* [Excerpted data]
● ● ● ● ●
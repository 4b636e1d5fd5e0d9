//! DTD text output.

use std::fs;
use std::io;
use std::path::{Path, PathBuf};

use tracing::info;

use crate::formats::registry::{FormatError, Formatter};
use crate::pipeline::DtdParser;

const XML_HEADER: &str = "<?xml version=\"1.0\" encoding=\"UTF-8\"?>";

/// Re-serializes every parsed file's declarations as DTD text, depth-first
/// across the parser tree.
pub struct DtdFormatter;

impl Formatter for DtdFormatter {
    fn name(&self) -> &str {
        "dtd"
    }

    fn serialize(&self, parser: &DtdParser) -> Result<String, FormatError> {
        let mut out = String::new();
        write_node(parser, &mut out);
        Ok(out)
    }

    fn description(&self) -> &str {
        "DTD declaration text, files in resolution order"
    }
}

fn write_node(parser: &DtdParser, out: &mut String) {
    for declaration in parser.declarations() {
        out.push_str(&declaration.render());
        out.push('\n');
    }
    for child in parser.children() {
        write_node(child, out);
    }
}

/// Write one output DTD per parsed source file under `out_dir`.
///
/// The directory layout of the sources is preserved relative to their
/// longest common directory prefix; each output file starts with an XML
/// header line.
pub fn render_to_directory(parser: &DtdParser, out_dir: &Path) -> io::Result<()> {
    let mut dirs = Vec::new();
    collect_dirs(parser, &mut dirs);
    let prefix = common_prefix(&dirs);
    write_file(parser, out_dir, &prefix)
}

fn collect_dirs(parser: &DtdParser, dirs: &mut Vec<PathBuf>) {
    let dir = parser.path().parent().unwrap_or_else(|| Path::new(""));
    dirs.push(dir.to_path_buf());
    for child in parser.children() {
        collect_dirs(child, dirs);
    }
}

/// The longest directory prefix shared by all paths, component-wise.
fn common_prefix(paths: &[PathBuf]) -> PathBuf {
    let Some(first) = paths.first() else {
        return PathBuf::new();
    };
    let mut prefix = first.clone();
    for path in &paths[1..] {
        while !path.starts_with(&prefix) {
            if !prefix.pop() {
                return PathBuf::new();
            }
        }
    }
    prefix
}

fn write_file(parser: &DtdParser, out_dir: &Path, prefix: &Path) -> io::Result<()> {
    let source_dir = parser.path().parent().unwrap_or_else(|| Path::new(""));
    let relative = source_dir.strip_prefix(prefix).unwrap_or_else(|_| Path::new(""));
    let target_dir = out_dir.join(relative);
    fs::create_dir_all(&target_dir)?;

    let file_name = parser
        .path()
        .file_name()
        .map(PathBuf::from)
        .unwrap_or_else(|| PathBuf::from("out.dtd"));
    let target = target_dir.join(file_name);

    let mut out = String::from(XML_HEADER);
    out.push('\n');
    for declaration in parser.declarations() {
        out.push_str(&declaration.render());
        out.push('\n');
    }
    fs::write(&target, out)?;
    info!(path = %target.display(), "rendered");

    for child in parser.children() {
        write_file(child, out_dir, prefix)?;
    }
    Ok(())
}
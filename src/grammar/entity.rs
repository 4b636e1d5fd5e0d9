//! Entity parsing.

use std::path::Path;

use crate::dtd::{DeclarationKind, Entity};
use crate::grammar::error::GrammarError;
use crate::scanning::Sentence;

fn malformed(detail: String) -> GrammarError {
    GrammarError::Malformed {
        kind: DeclarationKind::Entity,
        detail,
    }
}

/// `<!ENTITY [%] name (value | SYSTEM "url" | PUBLIC "pubid" "url")>`.
///
/// A lone `%` word marks a parameter entity; `PUBLIC`/`SYSTEM` mark an
/// external one. Where the value and URL sit depends on which of those are
/// present.
pub fn parse(sentence: &Sentence, source: &Path) -> Result<Entity, GrammarError> {
    let words: Vec<&str> = sentence.words(true).iter().map(|w| w.read()).collect();
    let mut entity = Entity {
        source: source.to_path_buf(),
        ..Default::default()
    };

    let mut percent_at = None;
    let mut keyword_at = 0;
    for (i, word) in words.iter().enumerate() {
        match *word {
            "%" => {
                entity.parameter = true;
                percent_at = Some(i);
            }
            "PUBLIC" => {
                entity.public = true;
                entity.external = true;
                keyword_at = i;
            }
            "SYSTEM" => {
                entity.system = true;
                entity.external = true;
                keyword_at = i;
            }
            _ => {}
        }
    }

    let name_at = match percent_at {
        Some(i) => i + 1,
        None => 1,
    };
    entity.name = words
        .get(name_at)
        .copied()
        .ok_or_else(|| malformed("missing entity name".into()))?
        .to_string();

    if entity.system {
        entity.url = words
            .get(keyword_at + 1)
            .copied()
            .ok_or_else(|| malformed(format!("SYSTEM entity '{}' has no URL", entity.name)))?
            .to_string();
    } else if entity.public {
        entity.value = words
            .get(keyword_at + 1)
            .copied()
            .ok_or_else(|| {
                malformed(format!("PUBLIC entity '{}' has no public identifier", entity.name))
            })?
            .to_string();
        entity.url = words
            .get(keyword_at + 2)
            .copied()
            .ok_or_else(|| malformed(format!("PUBLIC entity '{}' has no URL", entity.name)))?
            .to_string();
    } else if entity.parameter {
        entity.value = words
            .get(3)
            .copied()
            .ok_or_else(|| malformed(format!("parameter entity '{}' has no value", entity.name)))?
            .to_string();
    } else {
        entity.value = words
            .last()
            .copied()
            .filter(|_| words.len() >= 3)
            .ok_or_else(|| malformed(format!("entity '{}' has no value", entity.name)))?
            .to_string();
    }

    Ok(entity)
}
//! Typed DTD declaration records.
//!
//! One file per declaration kind, mirroring the declaration forms of the DTD
//! grammar (`<!ENTITY>`, `<!ELEMENT>`, `<!ATTLIST>`, `<!NOTATION>`,
//! `<!--...-->`). Each record keeps the path of the source file it was parsed
//! from and can re-serialize itself to declaration text through `render()`.
//! The [`Declaration`](declaration::Declaration) enum ties the kinds together
//! so collections stay ordered and callers match exhaustively instead of
//! probing for the variant they hope for.

pub mod attlist;
pub mod attribute;
pub mod comment;
pub mod declaration;
pub mod element;
pub mod entity;
pub mod notation;

pub use attlist::Attlist;
pub use attribute::{Attribute, AttributeType};
pub use comment::Comment;
pub use declaration::{Declaration, DeclarationKind};
pub use element::Element;
pub use entity::Entity;
pub use notation::Notation;
//! Element parsing.

use std::path::Path;

use crate::dtd::{DeclarationKind, Element};
use crate::grammar::error::GrammarError;
use crate::scanning::Sentence;

/// `<!ELEMENT name contentspec>`. The name is the second word, everything
/// after it joins into the verbatim content-model string.
pub fn parse(sentence: &Sentence, source: &Path) -> Result<Element, GrammarError> {
    let words = sentence.words(true);
    if words.len() < 2 {
        return Err(GrammarError::Malformed {
            kind: DeclarationKind::Element,
            detail: "missing element name".into(),
        });
    }
    let content_model = words[2..]
        .iter()
        .map(|w| w.read())
        .collect::<Vec<_>>()
        .join(" ");
    Ok(Element {
        name: words[1].read().to_string(),
        content_model,
        source: source.to_path_buf(),
    })
}
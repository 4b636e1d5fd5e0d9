//! Comment declarations.

use std::path::PathBuf;

use serde::Serialize;

/// A `<!-- ... -->` block, with the wrapper stripped and the inner text
/// trimmed.
#[derive(Debug, Clone, Default, PartialEq, Serialize)]
pub struct Comment {
    pub text: String,
    pub source: PathBuf,
}

impl Comment {
    pub fn render(&self) -> String {
        format!("<!-- {} -->", self.text)
    }
}

#[cfg(test)]
mod tests {
    use super::*;

    #[test]
    fn render_wraps_text() {
        let c = Comment {
            text: "attribute pool".into(),
            ..Default::default()
        };
        assert_eq!(c.render(), "<!-- attribute pool -->");
    }
}
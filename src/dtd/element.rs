//! Element declarations.

use std::path::PathBuf;

use serde::Serialize;

/// A parsed `<!ELEMENT>` declaration.
///
/// The content model (`EMPTY`, `ANY`, mixed or children form) is captured
/// verbatim, not interpreted.
#[derive(Debug, Clone, Default, PartialEq, Serialize)]
pub struct Element {
    pub name: String,
    pub content_model: String,
    pub source: PathBuf,
}

impl Element {
    pub fn render(&self) -> String {
        format!("<!ELEMENT {} {}>", self.name, self.content_model)
    }
}

#[cfg(test)]
mod tests {
    use super::*;

    #[test]
    fn render_keeps_content_model_verbatim() {
        let e = Element {
            name: "section".into(),
            content_model: "(title, para*)".into(),
            ..Default::default()
        };
        assert_eq!(e.render(), "<!ELEMENT section (title, para*)>");
    }
}
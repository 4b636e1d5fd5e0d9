//! Command-line interface for dtdparse
//! This binary parses a DTD (following external references) and either
//! prints it in a chosen output format or re-renders it into a directory,
//! one file per parsed source.
//!
//! Usage:
//!   dtdparse parse `<path>` [--format `<format>`]      - Parse and print to stdout
//!   dtdparse render `<path>` -o `<dir>`                - Re-render the tree into a directory
//!   dtdparse list-formats                            - List available output formats

use clap::{Arg, ArgAction, Command};
use std::path::PathBuf;

use dtdparse::formats::{render_to_directory, FormatRegistry};
use dtdparse::pipeline::{DtdParser, ParserOptions};

fn main() {
    let matches = Command::new("dtdparse")
        .version(env!("CARGO_PKG_VERSION"))
        .about("A tool for parsing and re-serializing DTD files")
        .subcommand_required(true)
        .arg_required_else_help(true)
        .arg(
            Arg::new("verbose")
                .short('v')
                .long("verbose")
                .action(ArgAction::Count)
                .global(true)
                .help("Increase log verbosity (-v, -vv, -vvv)"),
        )
        .subcommand(
            Command::new("parse")
                .about("Parse a DTD and print it in the chosen format")
                .arg(
                    Arg::new("path")
                        .help("Path to the DTD file to parse")
                        .required(true)
                        .index(1),
                )
                .arg(
                    Arg::new("format")
                        .long("format")
                        .short('f')
                        .help("Output format (e.g., 'dtd', 'json')")
                        .default_value("dtd"),
                )
                .arg(
                    Arg::new("ignore-external")
                        .long("ignore-external")
                        .action(ArgAction::SetTrue)
                        .help("Skip missing external DTDs instead of failing"),
                )
                .arg(
                    Arg::new("no-comments")
                        .long("no-comments")
                        .action(ArgAction::SetTrue)
                        .help("Do not collect comment declarations"),
                ),
        )
        .subcommand(
            Command::new("render")
                .about("Re-render a DTD tree into a directory, one file per parsed source")
                .arg(
                    Arg::new("path")
                        .help("Path to the DTD file to parse")
                        .required(true)
                        .index(1),
                )
                .arg(
                    Arg::new("output")
                        .long("output")
                        .short('o')
                        .help("Output directory")
                        .required(true),
                )
                .arg(
                    Arg::new("ignore-external")
                        .long("ignore-external")
                        .action(ArgAction::SetTrue)
                        .help("Skip missing external DTDs instead of failing"),
                )
                .arg(
                    Arg::new("no-comments")
                        .long("no-comments")
                        .action(ArgAction::SetTrue)
                        .help("Do not collect comment declarations"),
                ),
        )
        .subcommand(Command::new("list-formats").about("List available output formats"))
        .get_matches();

    init_logging(matches.get_count("verbose"));

    match matches.subcommand() {
        Some(("parse", sub)) => {
            let path = sub.get_one::<String>("path").unwrap();
            let format = sub.get_one::<String>("format").unwrap();
            handle_parse_command(path, format, options_from(sub));
        }
        Some(("render", sub)) => {
            let path = sub.get_one::<String>("path").unwrap();
            let output = sub.get_one::<String>("output").unwrap();
            handle_render_command(path, output, options_from(sub));
        }
        Some(("list-formats", _)) => {
            handle_list_formats_command();
        }
        _ => unreachable!(),
    }
}

/// Map the counted -v flag onto a default log filter; RUST_LOG still wins.
fn init_logging(verbosity: u8) {
    let level = match verbosity {
        0 => "warn",
        1 => "info",
        2 => "debug",
        _ => "trace",
    };
    let filter = tracing_subscriber::EnvFilter::try_from_default_env()
        .unwrap_or_else(|_| tracing_subscriber::EnvFilter::new(level));
    tracing_subscriber::fmt()
        .with_env_filter(filter)
        .with_target(false)
        .with_writer(std::io::stderr)
        .init();
}

fn options_from(sub: &clap::ArgMatches) -> ParserOptions {
    ParserOptions {
        include_comments: !sub.get_flag("no-comments"),
        ignore_external: sub.get_flag("ignore-external"),
    }
}

/// Handle the parse command
fn handle_parse_command(path: &str, format: &str, options: ParserOptions) {
    let parser = DtdParser::parse(path, options).unwrap_or_else(|e| {
        eprintln!("Error: {}", e);
        std::process::exit(1);
    });

    let registry = FormatRegistry::with_defaults();
    let output = registry.serialize(&parser, format).unwrap_or_else(|e| {
        eprintln!("Error: {}", e);
        std::process::exit(1);
    });

    print!("{}", output);
}

/// Handle the render command
fn handle_render_command(path: &str, output: &str, options: ParserOptions) {
    let parser = DtdParser::parse(path, options).unwrap_or_else(|e| {
        eprintln!("Error: {}", e);
        std::process::exit(1);
    });

    let out_dir = PathBuf::from(output);
    if let Err(e) = render_to_directory(&parser, &out_dir) {
        eprintln!("Error writing to '{}': {}", out_dir.display(), e);
        std::process::exit(1);
    }
}

/// Handle the list-formats command
fn handle_list_formats_command() {
    let registry = FormatRegistry::with_defaults();
    println!("Available output formats:\n");
    for name in registry.list_formats() {
        let description = registry
            .get(&name)
            .map(|f| f.description().to_string())
            .unwrap_or_default();
        println!("  {}", name);
        if !description.is_empty() {
            println!("    {}", description);
        }
    }
}
//! Notation declarations.

use std::path::PathBuf;

use serde::Serialize;

/// A parsed `<!NOTATION>` declaration.
///
/// Three source forms exist: `SYSTEM "sysid"`, `PUBLIC "pubid"` and
/// `PUBLIC "pubid" "sysid"`. At least one of the two identifiers is set.
#[derive(Debug, Clone, Default, PartialEq, Serialize)]
pub struct Notation {
    pub name: String,
    pub public: bool,
    pub system: bool,
    #[serde(skip_serializing_if = "String::is_empty")]
    pub public_id: String,
    #[serde(skip_serializing_if = "String::is_empty")]
    pub system_id: String,
    pub source: PathBuf,
}

impl Notation {
    pub fn render(&self) -> String {
        let mut out = String::from("<!NOTATION ");
        out.push_str(&self.name);
        if self.public {
            out.push_str(" PUBLIC \"");
            out.push_str(&self.public_id);
            out.push('"');
            if !self.system_id.is_empty() {
                out.push_str(" \"");
                out.push_str(&self.system_id);
                out.push('"');
            }
        } else if self.system {
            out.push_str(" SYSTEM \"");
            out.push_str(&self.system_id);
            out.push('"');
        }
        out.push('>');
        out
    }
}
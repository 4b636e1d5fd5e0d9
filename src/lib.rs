//! # dtdparse
//!
//! A parser for XML Document Type Definitions.
//!
//! DTD source is scanned character by character into declarations, each
//! declaration is interpreted by the grammar for its kind, and the typed
//! records are collected per file. Entities that reference external DTDs are
//! resolved transitively, producing a tree of per-file results that keeps
//! track of which file contributed which declarations. The `formats` module
//! serializes a parsed tree back out as DTD text or JSON.
//!
//! ```no_run
//! use dtdparse::pipeline::{DtdParser, ParserOptions};
//!
//! let parser = DtdParser::parse("catalog.dtd", ParserOptions::default())?;
//! for declaration in parser.declarations() {
//!     println!("{}", declaration.render());
//! }
//! # Ok::<(), dtdparse::pipeline::ParseError>(())
//! ```

pub mod dtd;
pub mod formats;
pub mod grammar;
pub mod pipeline;
pub mod scanning;
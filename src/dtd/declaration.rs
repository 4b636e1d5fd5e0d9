//! The tagged union over all declaration kinds.

use std::fmt;
use std::path::Path;

use serde::Serialize;

use crate::dtd::{Attlist, Comment, Element, Entity, Notation};

/// Declaration kind, as determined from the first word of a scanned
/// declaration. `Unidentified` never reaches a collection; it marks
/// sentences the classifier could not place.
#[derive(Debug, Clone, Copy, PartialEq, Eq, Serialize)]
pub enum DeclarationKind {
    Entity,
    Element,
    Attlist,
    Notation,
    Comment,
    Unidentified,
}

impl fmt::Display for DeclarationKind {
    fn fmt(&self, f: &mut fmt::Formatter<'_>) -> fmt::Result {
        let name = match self {
            DeclarationKind::Entity => "ENTITY",
            DeclarationKind::Element => "ELEMENT",
            DeclarationKind::Attlist => "ATTLIST",
            DeclarationKind::Notation => "NOTATION",
            DeclarationKind::Comment => "COMMENT",
            DeclarationKind::Unidentified => "UNIDENTIFIED",
        };
        f.write_str(name)
    }
}

/// One fully parsed declaration. A record is only constructed once its
/// grammar parser succeeded, so every variant is complete.
#[derive(Debug, Clone, PartialEq, Serialize)]
#[serde(tag = "kind", rename_all = "lowercase")]
pub enum Declaration {
    Entity(Entity),
    Element(Element),
    Attlist(Attlist),
    Notation(Notation),
    Comment(Comment),
}

impl Declaration {
    pub fn kind(&self) -> DeclarationKind {
        match self {
            Declaration::Entity(_) => DeclarationKind::Entity,
            Declaration::Element(_) => DeclarationKind::Element,
            Declaration::Attlist(_) => DeclarationKind::Attlist,
            Declaration::Notation(_) => DeclarationKind::Notation,
            Declaration::Comment(_) => DeclarationKind::Comment,
        }
    }

    /// The declared name. Comments have none.
    pub fn name(&self) -> Option<&str> {
        match self {
            Declaration::Entity(e) => Some(&e.name),
            Declaration::Element(e) => Some(&e.name),
            Declaration::Attlist(a) => Some(&a.element_name),
            Declaration::Notation(n) => Some(&n.name),
            Declaration::Comment(_) => None,
        }
    }

    /// The file this declaration was parsed from.
    pub fn source(&self) -> &Path {
        match self {
            Declaration::Entity(e) => &e.source,
            Declaration::Element(e) => &e.source,
            Declaration::Attlist(a) => &a.source,
            Declaration::Notation(n) => &n.source,
            Declaration::Comment(c) => &c.source,
        }
    }

    /// Serialize back to declaration text.
    pub fn render(&self) -> String {
        match self {
            Declaration::Entity(e) => e.render(),
            Declaration::Element(e) => e.render(),
            Declaration::Attlist(a) => a.render(),
            Declaration::Notation(n) => n.render(),
            Declaration::Comment(c) => c.render(),
        }
    }
}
● ● ● ● ●
* [Activity] When a line of the data holds the string "that", pick it out and copy it.

* [Result of this task]
//! records are collected per file. Entities that reference external DTDs are
//! resolved transitively, producing a tree of per-file results that keeps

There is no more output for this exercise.